Alla fine, dopo una giornata di contestazioni e messaggi indignati, l’Accademia delle Scienze di Torino potrebbe rivedere i bandi di due borse di studio destinate a laureati italiani “figli di genitori italiani”, finanziate dall’eredità di un’anziana signora che aveva espresso quel desiderio. “Il Consiglio di Presidenza riesaminerà il caso, escludendo l’attuazione di ogni forma di discriminazione, indipendentemente dalle conseguenze pratiche per il finanziamento della ricerca che ciò possa comportare”, ha fatto sapere in serata l’istituzione fondata nel 1757 che vede tra i suoi soci illustri professori.

La polemica è scoppiata ieri, poco dopo la pubblicazione dei bandi per l’edizione 2019 avvenuta nei giorni in cui è tornata a dibattere sullo Ius soli e sulla possibilità di concedere la cittadinanza a Rami, il ragazzino che con la sua telefonata ha permesso ai carabinieri di salvare lui e gli altri ostaggi dello scuolabus a San Donato. Da dodici anni ogni anno l’Accademia assegna due borse di studio da cinquemila euro, quella intitolata ad Angiola Agostinelli Gili e destinata a una studentessa laureata in matematica, fisica o scienze naturali all’Università di Torino, e quella dedicata alla memoria di Ernesto e Ben Omega Petrazzini, rivolta a uno studente (maschio o femmina) laureato in ingegneria meccanica o aerospaziale al Politecnico. Tramite i social network si è diffusa la polemica che anima alcune organizzazioni universitarie. “Il ritorno del razzismo non turba il sonno dell’Accademia delle Scienze di Torino, che anzi bandisce una borsa al passo con i tempi (bui)”, era scritto sulla pagina Facebook del Coordinamento UniTo, che raggruppa studenti, ricercatori, professori e altre categorie. Il coordinamento sottolineava anche che per verificare il rispetto dei requisiti “ai candidati viene richiesta la presentazione dei certificati di nascita dei genitori”. Commenti negativi sono arrivati anche da Studenti Indipendenti, la lista più votata alle elezioni studentesche.

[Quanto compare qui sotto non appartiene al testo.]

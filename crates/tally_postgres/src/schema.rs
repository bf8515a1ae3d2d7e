//! Idempotent schema bootstrap.

use anyhow::anyhow;
use sqlx::PgPool;

use tally_core::ports::Result;

const SCHEMA: &[&str] = &[
    r#"
    CREATE TABLE IF NOT EXISTS users (
        id          BIGSERIAL PRIMARY KEY,
        username    TEXT NOT NULL UNIQUE,
        password    TEXT NOT NULL,
        role        TEXT NOT NULL DEFAULT 'user',
        scope_grant TEXT NOT NULL DEFAULT 'UnitA'
    )
    "#,
    r#"
    CREATE TABLE IF NOT EXISTS records (
        id                BIGSERIAL PRIMARY KEY,
        scope             TEXT NOT NULL DEFAULT 'UnitA',
        position          TEXT NOT NULL,
        name              TEXT NOT NULL,
        traffic_count     BIGINT NOT NULL DEFAULT 0,
        sentence_1to5     BIGINT NOT NULL DEFAULT 0,
        sentence_6plus    BIGINT NOT NULL DEFAULT 0,
        supervision_total BIGINT NOT NULL DEFAULT 0,
        supervision_1to5  BIGINT NOT NULL DEFAULT 0,
        supervision_6plus BIGINT NOT NULL DEFAULT 0,
        error_count       BIGINT NOT NULL DEFAULT 0,
        case_total        BIGINT NOT NULL DEFAULT 0,
        score             BIGINT NOT NULL DEFAULT 0,
        created_at        TIMESTAMPTZ NOT NULL DEFAULT now()
    )
    "#,
    "CREATE INDEX IF NOT EXISTS records_scope_idx ON records (scope)",
    r#"
    CREATE TABLE IF NOT EXISTS logs (
        id        BIGSERIAL PRIMARY KEY,
        action    TEXT NOT NULL,
        record_id BIGINT,
        actor     TEXT NOT NULL,
        time_text TEXT NOT NULL,
        details   TEXT NOT NULL DEFAULT ''
    )
    "#,
    "CREATE INDEX IF NOT EXISTS logs_record_id_idx ON logs (record_id)",
    r#"
    CREATE TABLE IF NOT EXISTS settings (
        key   TEXT PRIMARY KEY,
        value TEXT NOT NULL
    )
    "#,
];

/// Create any missing table or index. Safe to run on every start.
pub async fn ensure_schema(pool: &PgPool) -> Result<()> {
    for statement in SCHEMA {
        sqlx::query(statement)
            .execute(pool)
            .await
            .map_err(|e| anyhow!(e))?;
    }
    tracing::info!(statements = SCHEMA.len(), "schema ensured");
    Ok(())
}
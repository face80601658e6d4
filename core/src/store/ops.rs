// storefront/src/store/ops.rs

//! The list mutations the store knows how to dispatch.
//!
//! Each op names the list it touches, the status slot it reports through,
//! when it would change nothing, and how it is persisted.

use super::backend::CartBackend;
use super::state::{Operation, StoreState};
use super::SyncStrategy;
use crate::error::{BackendError, StoreError};
use crate::model::{cart, favourite, CartItem, FavouriteItem, ProductId};
use async_trait::async_trait;

#[async_trait]
pub trait ListOp: Clone + Send + Sync + 'static {
  type Item: Clone + Send + Sync + 'static;

  const OPERATION: Operation;

  fn list(state: &StoreState) -> &Vec<Self::Item>;
  fn list_mut(state: &mut StoreState) -> &mut Vec<Self::Item>;

  fn validate(&self) -> Result<(), StoreError> {
    Ok(())
  }

  /// `true` when applying the op to `items` would leave them unchanged.
  fn is_noop(&self, items: &[Self::Item]) -> bool;

  fn apply(&self, items: &mut Vec<Self::Item>);

  /// Undoes this op's own change after a failed optimistic write. `previous`
  /// is the list as it was before `apply`; other ops may have changed `items`
  /// since, and their changes are kept.
  fn revert(&self, items: &mut Vec<Self::Item>, previous: &[Self::Item]);

  /// Sends the change to the backend. `next` is the full list after `apply`,
  /// computed from the store's state when the request started.
  async fn persist(
    &self,
    backend: &dyn CartBackend,
    email: &str,
    strategy: SyncStrategy,
    next: &[Self::Item],
  ) -> Result<(), BackendError>;
}

#[derive(Debug, Clone)]
pub struct AddToCart {
  pub item: CartItem,
}

#[async_trait]
impl ListOp for AddToCart {
  type Item = CartItem;
  const OPERATION: Operation = Operation::CartAdd;

  fn list(state: &StoreState) -> &Vec<CartItem> {
    &state.cart.items
  }

  fn list_mut(state: &mut StoreState) -> &mut Vec<CartItem> {
    &mut state.cart.items
  }

  fn validate(&self) -> Result<(), StoreError> {
    if self.item.qty == 0 {
      return Err(StoreError::Validation("quantity must be at least 1".to_string()));
    }
    Ok(())
  }

  // Adding a product that is already in the cart does nothing.
  fn is_noop(&self, items: &[CartItem]) -> bool {
    cart::contains(items, &self.item.product_id)
  }

  fn apply(&self, items: &mut Vec<CartItem>) {
    if !cart::contains(items, &self.item.product_id) {
      items.push(self.item.clone());
    }
  }

  fn revert(&self, items: &mut Vec<CartItem>, _previous: &[CartItem]) {
    cart::remove_line(items, &self.item.product_id);
  }

  async fn persist(
    &self,
    backend: &dyn CartBackend,
    email: &str,
    strategy: SyncStrategy,
    next: &[CartItem],
  ) -> Result<(), BackendError> {
    match strategy {
      SyncStrategy::Snapshot => backend.replace_cart(email, next).await,
      SyncStrategy::LineItem => backend.upsert_cart_line(email, &self.item).await,
    }
  }
}

#[derive(Debug, Clone)]
pub struct RemoveFromCart {
  pub product_id: ProductId,
}

#[async_trait]
impl ListOp for RemoveFromCart {
  type Item = CartItem;
  const OPERATION: Operation = Operation::CartRemove;

  fn list(state: &StoreState) -> &Vec<CartItem> {
    &state.cart.items
  }

  fn list_mut(state: &mut StoreState) -> &mut Vec<CartItem> {
    &mut state.cart.items
  }

  fn is_noop(&self, items: &[CartItem]) -> bool {
    !cart::contains(items, &self.product_id)
  }

  fn apply(&self, items: &mut Vec<CartItem>) {
    cart::remove_line(items, &self.product_id);
  }

  fn revert(&self, items: &mut Vec<CartItem>, previous: &[CartItem]) {
    restore_one(items, previous, |i| i.product_id == self.product_id);
  }

  async fn persist(
    &self,
    backend: &dyn CartBackend,
    email: &str,
    strategy: SyncStrategy,
    next: &[CartItem],
  ) -> Result<(), BackendError> {
    match strategy {
      SyncStrategy::Snapshot => backend.replace_cart(email, next).await,
      SyncStrategy::LineItem => backend.delete_cart_line(email, &self.product_id).await,
    }
  }
}

/// Puts back the entry of `previous` matching `is_target`, at its old
/// position where possible, unless `items` already has it.
fn restore_one<T: Clone>(items: &mut Vec<T>, previous: &[T], is_target: impl Fn(&T) -> bool) {
  if items.iter().any(&is_target) {
    return;
  }
  if let Some(idx) = previous.iter().position(&is_target) {
    items.insert(idx.min(items.len()), previous[idx].clone());
  }
}

// Favourites have no snapshot endpoint; they always sync per product.

#[derive(Debug, Clone)]
pub struct AddFavourite {
  pub product_id: ProductId,
}

#[async_trait]
impl ListOp for AddFavourite {
  type Item = FavouriteItem;
  const OPERATION: Operation = Operation::FavouriteAdd;

  fn list(state: &StoreState) -> &Vec<FavouriteItem> {
    &state.favourite.items
  }

  fn list_mut(state: &mut StoreState) -> &mut Vec<FavouriteItem> {
    &mut state.favourite.items
  }

  fn is_noop(&self, items: &[FavouriteItem]) -> bool {
    favourite::contains(items, &self.product_id)
  }

  fn apply(&self, items: &mut Vec<FavouriteItem>) {
    favourite::insert(items, &self.product_id);
  }

  fn revert(&self, items: &mut Vec<FavouriteItem>, _previous: &[FavouriteItem]) {
    favourite::remove(items, &self.product_id);
  }

  async fn persist(
    &self,
    backend: &dyn CartBackend,
    email: &str,
    _strategy: SyncStrategy,
    _next: &[FavouriteItem],
  ) -> Result<(), BackendError> {
    backend.add_favourite(email, &self.product_id).await
  }
}

#[derive(Debug, Clone)]
pub struct RemoveFavourite {
  pub product_id: ProductId,
}

#[async_trait]
impl ListOp for RemoveFavourite {
  type Item = FavouriteItem;
  const OPERATION: Operation = Operation::FavouriteRemove;

  fn list(state: &StoreState) -> &Vec<FavouriteItem> {
    &state.favourite.items
  }

  fn list_mut(state: &mut StoreState) -> &mut Vec<FavouriteItem> {
    &mut state.favourite.items
  }

  fn is_noop(&self, items: &[FavouriteItem]) -> bool {
    !favourite::contains(items, &self.product_id)
  }

  fn apply(&self, items: &mut Vec<FavouriteItem>) {
    favourite::remove(items, &self.product_id);
  }

  fn revert(&self, items: &mut Vec<FavouriteItem>, previous: &[FavouriteItem]) {
    restore_one(items, previous, |i| i.product_id == self.product_id);
  }

  async fn persist(
    &self,
    backend: &dyn CartBackend,
    email: &str,
    _strategy: SyncStrategy,
    _next: &[FavouriteItem],
  ) -> Result<(), BackendError> {
    backend.remove_favourite(email, &self.product_id).await
  }
}

#[derive(Debug, Clone)]
pub struct ClearFavourites;

#[async_trait]
impl ListOp for ClearFavourites {
  type Item = FavouriteItem;
  const OPERATION: Operation = Operation::FavouriteClear;

  fn list(state: &StoreState) -> &Vec<FavouriteItem> {
    &state.favourite.items
  }

  fn list_mut(state: &mut StoreState) -> &mut Vec<FavouriteItem> {
    &mut state.favourite.items
  }

  fn is_noop(&self, items: &[FavouriteItem]) -> bool {
    items.is_empty()
  }

  fn apply(&self, items: &mut Vec<FavouriteItem>) {
    items.clear();
  }

  // Cleared entries come back in their old order, ahead of anything added since.
  fn revert(&self, items: &mut Vec<FavouriteItem>, previous: &[FavouriteItem]) {
    let added: Vec<FavouriteItem> = items
      .drain(..)
      .filter(|i| !favourite::contains(previous, &i.product_id))
      .collect();
    items.extend(previous.iter().cloned());
    items.extend(added);
  }

  async fn persist(
    &self,
    backend: &dyn CartBackend,
    email: &str,
    _strategy: SyncStrategy,
    _next: &[FavouriteItem],
  ) -> Result<(), BackendError> {
    backend.clear_favourites(email).await
  }
}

Dall’Accademia hanno spiegato la ragione di quel requisito: “Le borse sono alimentate dal lascito testamentario di una donna, Maria Luisa Petrazzini, che ha dettato degli indirizzi specifici”, aveva spiegato la direttrice e cancelliera dell’ente, Chiara Mancinelli, prima del comunicato col quale l’Accademia annunciava la possibilità di rivedere il bando. Tra questi indirizzi, oltre a indicare quale titolo di studio avrebbero dovuto avere i candidati, la signora Petrazzini aveva specificato anche le caratteristiche anagrafiche, quella dicitura “italiani figli di famiglie italiane”. “Sono dodici anni che esiste questa borsa di studio e il bando, che esce sempre in questo periodo, è sempre stato così – specifica Mancinelli -. Quando è deceduta la signora, nata negli anni Venti, non c’era ancora questo dibattito sulla cittadinanza”. Secondo lei, però, c’era poco da fare: “Dobbiamo dar corso alle volontà. L’accademia non poteva intervenire rispetto a questo paletto. È una discriminazione, ma non possiamo farci niente, altrimenti rischiamo di dover restituire le somme rimanenti e a quel punto nessuno potrà ambire a quelle borse di studio”.

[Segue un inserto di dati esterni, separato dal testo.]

// storefront/src/store/backend.rs

//! The remote side of the store: where cart and favourite changes are persisted.

use crate::error::{BackendError, ErrorKind};
use crate::model::{cart, favourite, CartItem, FavouriteItem, ProductId};
use async_trait::async_trait;
use parking_lot::RwLock;
use std::collections::HashMap;
use std::sync::atomic::{AtomicUsize, Ordering};
use tracing::{debug, instrument, warn};

/// Persistence endpoint used by the store's action flows.
///
/// `replace_cart` is the snapshot-overwrite contract; the line-item methods
/// are idempotent and addressed by product id.
#[async_trait]
pub trait CartBackend: Send + Sync {
  async fn fetch_cart(&self, email: &str) -> Result<Vec<CartItem>, BackendError>;
  async fn replace_cart(&self, email: &str, items: &[CartItem]) -> Result<(), BackendError>;
  async fn upsert_cart_line(&self, email: &str, item: &CartItem) -> Result<(), BackendError>;
  async fn delete_cart_line(&self, email: &str, product_id: &ProductId) -> Result<(), BackendError>;

  async fn fetch_favourites(&self, email: &str) -> Result<Vec<FavouriteItem>, BackendError>;
  async fn add_favourite(&self, email: &str, product_id: &ProductId) -> Result<(), BackendError>;
  async fn remove_favourite(&self, email: &str, product_id: &ProductId) -> Result<(), BackendError>;
  async fn clear_favourites(&self, email: &str) -> Result<(), BackendError>;
}

#[derive(Debug, Default, Clone)]
struct UserLists {
  cart: Vec<CartItem>,
  favourites: Vec<FavouriteItem>,
}

/// In-process backend keyed by user email.
///
/// Unknown users are refused with `ErrorKind::Unauthorized`, matching the
/// API's answer for an unknown email. `fail_with` makes every mutating call
/// fail until cleared.
#[derive(Debug, Default)]
pub struct MemoryBackend {
  users: RwLock<HashMap<String, UserLists>>,
  failure: RwLock<Option<ErrorKind>>,
  mutations: AtomicUsize,
}

impl MemoryBackend {
  pub fn new() -> Self {
    Self::default()
  }

  pub fn register_user(&self, email: &str) {
    self.users.write().entry(email.to_string()).or_default();
  }

  pub fn fail_with(&self, kind: Option<ErrorKind>) {
    *self.failure.write() = kind;
  }

  /// Number of mutating calls received, successful or not.
  pub fn mutation_count(&self) -> usize {
    self.mutations.load(Ordering::SeqCst)
  }

  pub fn cart_of(&self, email: &str) -> Option<Vec<CartItem>> {
    self.users.read().get(email).map(|u| u.cart.clone())
  }

  pub fn favourites_of(&self, email: &str) -> Option<Vec<FavouriteItem>> {
    self.users.read().get(email).map(|u| u.favourites.clone())
  }

  fn mutate<R>(&self, email: &str, f: impl FnOnce(&mut UserLists) -> R) -> Result<R, BackendError> {
    self.mutations.fetch_add(1, Ordering::SeqCst);
    if let Some(kind) = *self.failure.read() {
      warn!(%email, %kind, "MemoryBackend: injected failure.");
      return Err(BackendError::new(kind, "injected failure"));
    }
    let mut users = self.users.write();
    let lists = users
      .get_mut(email)
      .ok_or_else(|| BackendError::new(ErrorKind::Unauthorized, "Something went wrong"))?;
    Ok(f(lists))
  }

  fn read<R>(&self, email: &str, f: impl FnOnce(&UserLists) -> R) -> Result<R, BackendError> {
    let users = self.users.read();
    let lists = users
      .get(email)
      .ok_or_else(|| BackendError::new(ErrorKind::Unauthorized, "Something went wrong"))?;
    Ok(f(lists))
  }
}

#[async_trait]
impl CartBackend for MemoryBackend {
  async fn fetch_cart(&self, email: &str) -> Result<Vec<CartItem>, BackendError> {
    self.read(email, |u| u.cart.clone())
  }

  #[instrument(name = "MemoryBackend::replace_cart", skip(self, items), fields(lines = items.len()), err(Display))]
  async fn replace_cart(&self, email: &str, items: &[CartItem]) -> Result<(), BackendError> {
    cart::validate_snapshot(items).map_err(|v| BackendError::new(ErrorKind::Invalid, v.to_string()))?;
    self.mutate(email, |u| u.cart = items.to_vec())?;
    debug!("Cart snapshot replaced.");
    Ok(())
  }

  async fn upsert_cart_line(&self, email: &str, item: &CartItem) -> Result<(), BackendError> {
    if item.qty == 0 {
      return Err(BackendError::new(ErrorKind::Invalid, "quantity must be at least 1"));
    }
    self.mutate(email, |u| cart::upsert_line(&mut u.cart, item.clone()))
  }

  async fn delete_cart_line(&self, email: &str, product_id: &ProductId) -> Result<(), BackendError> {
    self.mutate(email, |u| {
      cart::remove_line(&mut u.cart, product_id);
    })
  }

  async fn fetch_favourites(&self, email: &str) -> Result<Vec<FavouriteItem>, BackendError> {
    self.read(email, |u| u.favourites.clone())
  }

  async fn add_favourite(&self, email: &str, product_id: &ProductId) -> Result<(), BackendError> {
    self.mutate(email, |u| {
      favourite::insert(&mut u.favourites, product_id);
    })
  }

  async fn remove_favourite(&self, email: &str, product_id: &ProductId) -> Result<(), BackendError> {
    self.mutate(email, |u| {
      favourite::remove(&mut u.favourites, product_id);
    })
  }

  async fn clear_favourites(&self, email: &str) -> Result<(), BackendError> {
    self.mutate(email, |u| u.favourites.clear())
  }
}
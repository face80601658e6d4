// storefront_server/src/web/handlers/mod.rs

pub mod auth_handlers;
pub mod cart_handlers;
pub mod favourite_handlers;
pub mod product_handlers;

use crate::errors::AppError;
use crate::state::AppState;
use storefront::{FlowOutcome, Shared};
use tracing::warn;

/// Runs the flow registered for `T`. None of the request flows stop on
/// purpose, so a stop is reported as an internal error.
pub(crate) async fn run_flow<T>(app_state: &AppState, ctx: &Shared<T>) -> Result<(), AppError>
where
  T: Send + Sync + 'static,
{
  match app_state.flows.run(ctx.clone()).await? {
    FlowOutcome::Completed => Ok(()),
    FlowOutcome::Stopped => {
      warn!(context = %std::any::type_name::<T>(), "Request flow was halted by a handler.");
      Err(AppError::Internal("Request was halted.".to_string()))
    }
  }
}
// storefront/src/membership.rs

use crate::model::{cart, favourite, CartItem, FavouriteItem, ProductId};

/// Whether a product is currently in the cart and/or the favourite list.
#[derive(Debug, Clone, Copy, Default, PartialEq, Eq)]
pub struct Membership {
  pub in_cart: bool,
  pub in_favourite: bool,
}

/// Linear scan of both lists; they stay small enough for that.
pub fn membership(product_id: &ProductId, cart_items: &[CartItem], favourites: &[FavouriteItem]) -> Membership {
  Membership {
    in_cart: cart::contains(cart_items, product_id),
    in_favourite: favourite::contains(favourites, product_id),
  }
}
// storefront_server/src/services/mod.rs

pub mod auth_service;
pub mod session_service;
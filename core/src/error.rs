// storefront/src/error.rs
use anyhow::Error as AnyhowError;
use thiserror::Error;

/// Faults raised by the flow engine itself.
#[derive(Debug, Error)]
pub enum FlowError {
  #[error("Handler missing for required step '{step_name}' in flow '{flow}'")]
  HandlerMissing { flow: String, step_name: String },

  #[error("No flow registered for context type {tdata_type}")]
  NotRegistered { tdata_type: String },

  #[error("Context type mismatch (expected {expected_type})")]
  TypeMismatch { expected_type: String },

  #[error("Error in step handler. Source: {source}")]
  HandlerError {
    #[source]
    source: AnyhowError,
  },
}

impl From<AnyhowError> for FlowError {
  fn from(err: AnyhowError) -> Self {
    FlowError::HandlerError { source: err }
  }
}

pub type FlowResult<T, E = FlowError> = std::result::Result<T, E>;

/// Coarse, user-safe classification of a failed operation.
///
/// This is what the store keeps in a failed `OpStatus`; details stay in logs.
#[derive(Debug, Clone, Copy, PartialEq, Eq, Hash)]
pub enum ErrorKind {
  /// The user is not signed in, or the backend refused the session.
  Unauthorized,
  /// The product or user the operation refers to does not exist.
  NotFound,
  /// The request was malformed or broke a cart invariant.
  Invalid,
  /// The backend could not be reached or failed internally.
  Unavailable,
}

impl std::fmt::Display for ErrorKind {
  fn fmt(&self, f: &mut std::fmt::Formatter<'_>) -> std::fmt::Result {
    let code = match self {
      ErrorKind::Unauthorized => "unauthorized",
      ErrorKind::NotFound => "not_found",
      ErrorKind::Invalid => "invalid_request",
      ErrorKind::Unavailable => "unavailable",
    };
    f.write_str(code)
  }
}

/// Error reported by a `CartBackend`.
#[derive(Debug, Clone, Error, PartialEq, Eq)]
#[error("{kind}: {message}")]
pub struct BackendError {
  pub kind: ErrorKind,
  pub message: String,
}

impl BackendError {
  pub fn new(kind: ErrorKind, message: impl Into<String>) -> Self {
    Self {
      kind,
      message: message.into(),
    }
  }
}

/// Errors returned by `ClientStore` actions.
#[derive(Debug, Error)]
pub enum StoreError {
  #[error("Sign in required")]
  NotLoggedIn,

  #[error("Validation Error: {0}")]
  Validation(String),

  #[error("Backend Error: {0}")]
  Backend(#[from] BackendError),

  #[error("Flow Error: {source}")]
  Flow {
    #[from]
    source: FlowError,
  },
}

impl StoreError {
  pub fn kind(&self) -> ErrorKind {
    match self {
      StoreError::NotLoggedIn => ErrorKind::Unauthorized,
      StoreError::Validation(_) => ErrorKind::Invalid,
      StoreError::Backend(e) => e.kind,
      StoreError::Flow { .. } => ErrorKind::Unavailable,
    }
  }
}

pub type StoreResult<T, E = StoreError> = std::result::Result<T, E>;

“Non bisogna farne una battaglia razzista-antirazzista mettendo in croce un’istituzione di valore, ma è sconcertante che si inserisca l’origine dei genitori tra i criteri di valutazione di un individuo – spiegava nel pomeriggio di ieri il professore di storia contemporanea Bruno Maida -. Di recente l’Accademia ha organizzato degli incontri sulle leggi razziali, ha soci del valore di Gustavo Zagrebelsky e molti altri. Le risposte fornite non sono accettabili. Dovrebbero rifiutare le donazioni che non rispondono alle regole etiche della comunità scientifica. Mi aspetto un sussulto di dignità, riconoscano l’errore e lo correggano”. Una volta appresa la notizia, alcuni soci dell’Accademia (anche con ruoli di rilievo) avrebbero manifestato perplessità su quel bando discriminatorio che in futuro verrà riesaminato.